Lantagne also recently spoke to the New York Times on recent audits of UN mission sites’ sanitation practices.

Tufts named academic partner in Massachusetts offshore wind funding

Professor Dan Kuchma

Civil and Environmental Engineering Professor Dan Kuchma (pictured) and collaborators such as Professor of the Practice Eric Hines are part of the Tufts University team named by the Massachusetts Clean Energy Center as one of six academic and research institutions that will receive $300,000 in funding to explore offshore wind. The Massachusetts Research Partnership for Offshore Wind — including Northeastern University, University of Massachusetts Amherst, University of Massachusetts Dartmouth, University of Massachusetts Lowell and Woods Hole Oceanographic Institution — will develop a multidisciplinary framework for offshore wind research, focusing on increasing innovation within projects and reducing costs by examining risks, finances and regulations associated with the industry.
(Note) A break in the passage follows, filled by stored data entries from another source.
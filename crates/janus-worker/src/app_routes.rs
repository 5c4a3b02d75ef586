//! Built-in worker routes.
//!
//! The default harness serves a ping endpoint, an echo endpoint, and,
//! when the vault is part of the deployment, the session demo trio
//! (`/login`, `/me`, `/logout`) that exercises create/read/destroy against
//! the sidecar. Applications embedding `janus_rs` replace this module with
//! their own registrations.

use serde_json::json;

use janus_rs::runtime::session::SessionLayer;
use janus_rs::runtime::{handler_fn, App, HandlerError, Response};

pub fn register(app: &mut App, session: Option<SessionLayer>) {
    app.router.get(
        "/janus/ping",
        handler_fn(|_req| Box::pin(async move { Ok(Response::text(200, "pong")) })),
    );

    app.router.post(
        "/echo",
        handler_fn(|req| {
            let body = req.body.clone();
            let content_type = req
                .header("content-type")
                .unwrap_or("application/octet-stream")
                .to_string();
            Box::pin(async move {
                let mut resp = Response {
                    status: 200,
                    headers: vec![("content-type".to_string(), content_type)],
                    body,
                };
                resp.set_header("x-echo", "1");
                Ok(resp)
            })
        }),
    );

    app.router.get(
        "/echo/:word",
        handler_fn(|req| {
            let word = req.params.get("word").unwrap_or("").to_string();
            Box::pin(async move { Ok(Response::text(200, word)) })
        }),
    );

    let Some(session) = session else { return };

    let login_layer = session.clone();
    app.router.post(
        "/login",
        handler_fn(move |req| {
            let layer = login_layer.clone();
            let body = req.body.clone();
            Box::pin(async move {
                let user = serde_json::from_slice::<serde_json::Value>(&body)
                    .ok()
                    .and_then(|v| v.get("user").and_then(|u| u.as_str()).map(str::to_string));
                let Some(user) = user else {
                    return Ok(Response::json(
                        400,
                        &json!({ "error": "bad-request", "message": "body must be {\"user\": ...}" }),
                    ));
                };

                let payload = json!({ "user": user }).to_string();
                let token = layer
                    .client()
                    .create(
                        &layer.settings().sandbox,
                        payload.as_bytes(),
                        Some(layer.settings().ttl),
                    )
                    .await
                    .map_err(|e| HandlerError::failed(format!("session create: {}", e)))?;

                let mut resp = Response::json(200, &json!({ "user": user }));
                layer.stamp(&mut resp, &token);
                Ok(resp)
            })
        }),
    );

    app.router.get(
        "/me",
        handler_fn(|req| {
            let session = req.session.clone();
            Box::pin(async move {
                match session {
                    Some(session) => {
                        let data = session.json().unwrap_or(json!(null));
                        Ok(Response::json(200, &json!({ "session": data })))
                    }
                    None => Ok(Response::json(
                        401,
                        &json!({ "error": "unauthorized", "message": "no valid session" }),
                    )),
                }
            })
        }),
    );

    let logout_layer = session;
    app.router.post(
        "/logout",
        handler_fn(move |req| {
            let layer = logout_layer.clone();
            let session = req.session.clone();
            Box::pin(async move {
                if let Some(session) = session {
                    layer
                        .client()
                        .destroy(&session.token)
                        .await
                        .map_err(|e| HandlerError::failed(format!("session destroy: {}", e)))?;
                }
                Ok(Response::json(200, &json!({ "loggedOut": true })))
            })
        }),
    );
}
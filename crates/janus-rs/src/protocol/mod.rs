//! The length-prefixed IPC wire protocol.
//!
//! Everything that crosses a Janus Unix socket, gateway to worker or worker
//! to vault, is a frame:
//!
//! ```text
//! [len: u32 big-endian][kind: u8][correlation: 16 bytes][payload: len - 17 bytes]
//! ```
//!
//! `len` counts the kind byte, the correlation id, and the payload. REQ and
//! RESP payloads are JSON records ([`RequestRecord`] / [`ResponseRecord`]);
//! body frames carry raw bytes. A malformed length or unknown kind is not
//! recoverable: the channel is torn down and the peer treated as dead.
//!
//! - [`frame`] - Frame model, kinds, and the REQ/RESP payload records
//! - [`codec`] - Streaming-safe encoder/decoder over byte buffers

pub mod codec;
pub mod frame;

pub use codec::{CodecError, FrameDecoder};
pub use frame::{Frame, FrameKind, RequestRecord, ResponseRecord, FRAME_OVERHEAD};
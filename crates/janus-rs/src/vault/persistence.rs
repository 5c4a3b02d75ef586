//! `XEMSv1` snapshot: optional on-disk persistence for the vault.
//!
//! Layout: `"XEMSv1"` magic, 32-byte random salt, 12-byte nonce, AES-256-GCM
//! blob of the serialized session map. The blob key is derived with
//! HKDF-SHA256 from the configured secret concatenated with a host
//! fingerprint, so a snapshot copied to another machine (or decrypted with
//! the wrong secret) fails authentication and the vault starts empty.
//! The file is created with mode `0600`.

use aes_gcm::aead::{Aead, KeyInit};
use aes_gcm::{Aes256Gcm, Key, Nonce};
use hkdf::Hkdf;
use log::{info, warn};
use rand::RngCore;
use serde::{Deserialize, Serialize};
use sha2::{Digest, Sha256};
use std::fs;
use std::io::Write;
use std::path::Path;
use thiserror::Error;

use super::store::SessionVault;

const MAGIC: &[u8; 6] = b"XEMSv1";
const HKDF_INFO: &[u8] = b"xems-snapshot-key";

#[derive(Error, Debug)]
pub enum PersistenceError {
    #[error("Snapshot I/O error: {0}")]
    Io(#[from] std::io::Error),

    #[error("Snapshot serialization error: {0}")]
    Serde(#[from] serde_json::Error),

    #[error("Snapshot key derivation failed")]
    KeyDerivation,

    #[error("Snapshot cipher failure")]
    Crypto,
}

/// One persisted session: digest key plus decrypted payload and timing.
#[derive(Serialize, Deserialize)]
struct SnapshotEntry {
    digest: String,
    sandbox: String,
    payload_b64: String,
    created_at_ms: i64,
    expires_at_ms: i64,
}

/// Fingerprint of the host the snapshot is bound to.
///
/// Prefers `/etc/machine-id`; falls back to the hostname. The value is
/// hashed so the snapshot file discloses neither.
pub fn host_fingerprint() -> Vec<u8> {
    let raw = fs::read_to_string("/etc/machine-id")
        .map(|s| s.trim().to_string())
        .or_else(|_| {
            fs::read_to_string("/proc/sys/kernel/hostname").map(|s| s.trim().to_string())
        })
        .unwrap_or_else(|_| "janus-unknown-host".to_string());
    Sha256::digest(raw.as_bytes()).to_vec()
}

fn derive_key(secret: &str, fingerprint: &[u8], salt: &[u8]) -> Result<[u8; 32], PersistenceError> {
    let mut ikm = Vec::with_capacity(secret.len() + fingerprint.len());
    ikm.extend_from_slice(secret.as_bytes());
    ikm.extend_from_slice(fingerprint);

    let hk = Hkdf::<Sha256>::new(Some(salt), &ikm);
    let mut okm = [0u8; 32];
    hk.expand(HKDF_INFO, &mut okm)
        .map_err(|_| PersistenceError::KeyDerivation)?;
    Ok(okm)
}

/// Writes the current session map to `path`.
///
/// Grace tombstones and expired entries are not persisted; a restored vault
/// begins with only live sessions.
pub fn snapshot(
    vault: &SessionVault,
    path: &Path,
    secret: &str,
) -> Result<(), PersistenceError> {
    let entries: Vec<SnapshotEntry> = vault
        .snapshot_entries()
        .into_iter()
        .map(
            |(digest, sandbox, payload, created_at_ms, expires_at_ms)| SnapshotEntry {
                digest,
                sandbox,
                payload_b64: {
                    use base64::Engine as _;
                    base64::engine::general_purpose::STANDARD.encode(payload)
                },
                created_at_ms,
                expires_at_ms,
            },
        )
        .collect();
    let plaintext = serde_json::to_vec(&entries)?;

    let mut salt = [0u8; 32];
    rand::thread_rng().fill_bytes(&mut salt);
    let mut nonce = [0u8; 12];
    rand::thread_rng().fill_bytes(&mut nonce);

    let key = derive_key(secret, &host_fingerprint(), &salt)?;
    let cipher = Aes256Gcm::new(Key::<Aes256Gcm>::from_slice(&key));
    let blob = cipher
        .encrypt(Nonce::from_slice(&nonce), plaintext.as_slice())
        .map_err(|_| PersistenceError::Crypto)?;

    let mut file = open_0600(path)?;
    file.write_all(MAGIC)?;
    file.write_all(&salt)?;
    file.write_all(&nonce)?;
    file.write_all(&blob)?;
    file.sync_all()?;
    info!("Vault snapshot written: {} sessions", entries.len());
    Ok(())
}

#[cfg(unix)]
fn open_0600(path: &Path) -> std::io::Result<fs::File> {
    use std::os::unix::fs::OpenOptionsExt;
    fs::OpenOptions::new()
        .write(true)
        .create(true)
        .truncate(true)
        .mode(0o600)
        .open(path)
}

/// Restores sessions from `path` into `vault`.
///
/// Any failure (missing file, bad magic, host mismatch, wrong secret,
/// tampered blob) is non-fatal: the snapshot is discarded and the vault
/// starts empty, which is the safe interpretation of an unreadable store.
pub fn restore(vault: &mut SessionVault, path: &Path, secret: &str) -> usize {
    let data = match fs::read(path) {
        Ok(data) => data,
        Err(_) => return 0,
    };
    if data.len() < MAGIC.len() + 32 + 12 || &data[..MAGIC.len()] != MAGIC {
        warn!("Vault snapshot at {} is malformed, starting empty", path.display());
        return 0;
    }

    let salt = &data[6..38];
    let nonce = &data[38..50];
    let blob = &data[50..];

    let Ok(key) = derive_key(secret, &host_fingerprint(), salt) else {
        return 0;
    };
    let cipher = Aes256Gcm::new(Key::<Aes256Gcm>::from_slice(&key));
    let plaintext = match cipher.decrypt(Nonce::from_slice(nonce), blob) {
        Ok(p) => p,
        Err(_) => {
            warn!(
                "Vault snapshot at {} did not authenticate (host or secret mismatch), starting empty",
                path.display()
            );
            return 0;
        }
    };

    let entries: Vec<SnapshotEntry> = match serde_json::from_slice(&plaintext) {
        Ok(e) => e,
        Err(_) => {
            warn!("Vault snapshot at {} is corrupt, starting empty", path.display());
            return 0;
        }
    };

    let mut restored = 0;
    for entry in entries {
        use base64::Engine as _;
        let Ok(payload) = base64::engine::general_purpose::STANDARD.decode(&entry.payload_b64)
        else {
            continue;
        };
        if vault
            .load_entry(
                &entry.digest,
                &entry.sandbox,
                &payload,
                entry.created_at_ms,
                entry.expires_at_ms,
            )
            .is_ok()
        {
            restored += 1;
        }
    }
    info!("Vault snapshot restored: {} sessions", restored);
    restored
}

#[cfg(test)]
mod tests {
    use super::*;
    use crate::vault::store::VaultConfig;

    fn vault() -> SessionVault {
        SessionVault::new(VaultConfig::default())
    }

    #[test]
    fn snapshot_round_trip_restores_sessions() {
        let dir = tempfile::tempdir().unwrap();
        let path = dir.path().join("sessions.xems");

        let mut original = vault();
        let token = original.create("app", b"user=7", None).unwrap();
        snapshot(&original, &path, "secret").unwrap();

        let mut restored = vault();
        assert_eq!(restore(&mut restored, &path, "secret"), 1);
        assert_eq!(restored.read(&token).unwrap(), b"user=7");
    }

    #[test]
    fn wrong_secret_starts_empty() {
        let dir = tempfile::tempdir().unwrap();
        let path = dir.path().join("sessions.xems");

        let mut original = vault();
        original.create("app", b"data", None).unwrap();
        snapshot(&original, &path, "right").unwrap();

        let mut restored = vault();
        assert_eq!(restore(&mut restored, &path, "wrong"), 0);
        assert!(restored.is_empty());
    }

    #[test]
    fn missing_file_starts_empty() {
        let dir = tempfile::tempdir().unwrap();
        let mut v = vault();
        assert_eq!(restore(&mut v, &dir.path().join("absent.xems"), "s"), 0);
    }

    #[test]
    fn truncated_file_starts_empty() {
        let dir = tempfile::tempdir().unwrap();
        let path = dir.path().join("sessions.xems");
        std::fs::write(&path, b"XEMSv1short").unwrap();

        let mut v = vault();
        assert_eq!(restore(&mut v, &path, "s"), 0);
    }

    #[cfg(unix)]
    #[test]
    fn snapshot_file_is_0600() {
        use std::os::unix::fs::PermissionsExt;
        let dir = tempfile::tempdir().unwrap();
        let path = dir.path().join("sessions.xems");
        snapshot(&vault(), &path, "s").unwrap();
        let mode = std::fs::metadata(&path).unwrap().permissions().mode();
        assert_eq!(mode & 0o777, 0o600);
    }
}
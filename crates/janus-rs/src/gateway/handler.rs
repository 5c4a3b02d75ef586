//! The catch-all ingress handler.
//!
//! After the admission middleware has let a request through, this handler
//! classifies the route (worker-bound or proxied, plus any per-route
//! deadline override), computes the absolute deadline, and executes the
//! dispatch with the configured resilience policy. Every response leaving
//! here carries `X-Request-Id` and `X-Response-Time-Ms`.

use actix_web::body::MessageBody;
use actix_web::http::StatusCode;
use actix_web::{web, HttpRequest, HttpResponse};
use bytes::Bytes;
use log::{debug, warn};
use std::sync::Arc;
use std::time::{Duration, Instant};
use uuid::Uuid;

use crate::cluster::WorkerRegistry;
use crate::models::error::GatewayError;
use crate::models::settings::{ProxyErrorMode, Settings};
use crate::plugins::PluginManager;
use crate::protocol::RequestRecord;
use crate::routing::{RouteLookup, RouteTable};
use crate::services::circuit_breaker::{BreakerRegistry, CircuitBreakerConfig, CircuitBreakerError};
use crate::services::load_balancer::{balancer_for, LoadBalancer};
use crate::services::upstream::{Upstream, UpstreamPool};

use super::compression;
use super::quality::QualityMonitor;

/// Methods safe to retry per RFC 9110 semantics.
fn idempotent(method: &str) -> bool {
    matches!(method, "GET" | "HEAD" | "PUT" | "DELETE" | "OPTIONS")
}

/// Route classification: where the request goes and under what deadline.
#[derive(Debug, Clone, Default)]
struct RouteClass {
    timeout_ms: Option<u64>,
    proxied: bool,
}

/// Classification key for method-agnostic gateway routes.
const ANY_METHOD: &str = "ANY";

/// Everything the catch-all needs, shared across worker threads.
pub struct GatewayHandler {
    settings: Arc<Settings>,
    registry: Arc<WorkerRegistry>,
    plugins: Arc<PluginManager>,
    quality: Arc<QualityMonitor>,
    classes: RouteTable<RouteClass>,
    pool: Option<UpstreamPool>,
    balancer: Arc<dyn LoadBalancer>,
    breakers: BreakerRegistry,
    client: reqwest::Client,
}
“Tufts has made transformative impacts on our understanding of natural hazards, climate change, energy and infrastructure. As we contemplate the infrastructure challenge of developing 21st century energy resources, we are excited to work closely with our partners across engineering, policy and industry to advance a systems level approach to this important undertaking,” said Kuchma.

Messner writes on autonomous cars

Bill Messner, John R. Beaver professor of mechanical engineering, recently wrote about advancements in autonomous car technology and about the future of these self-driving vehicles. Messner opined that “the prospect of greatly reducing accidents, injuries and deaths due to reckless driving, drunk driving, distracted driving, impaired driving, speeding and road rage means that increasingly automated cars will be a fact of life in the years ahead.”

Read the full article in The Conversation and the Boston Business Journal.

Vandervelde elevated to IEEE senior member

Associate Professor Tom Vandervelde has been elected to the rank of IEEE senior member.

The IEEE is the world’s largest association of technical professionals, with the objectives of the educational and technical advancement of electrical and electronic engineering, telecommunications, computer engineering, and allied disciplines. Of the IEEE’s more than 415,000 members, fewer than eight percent hold this honor.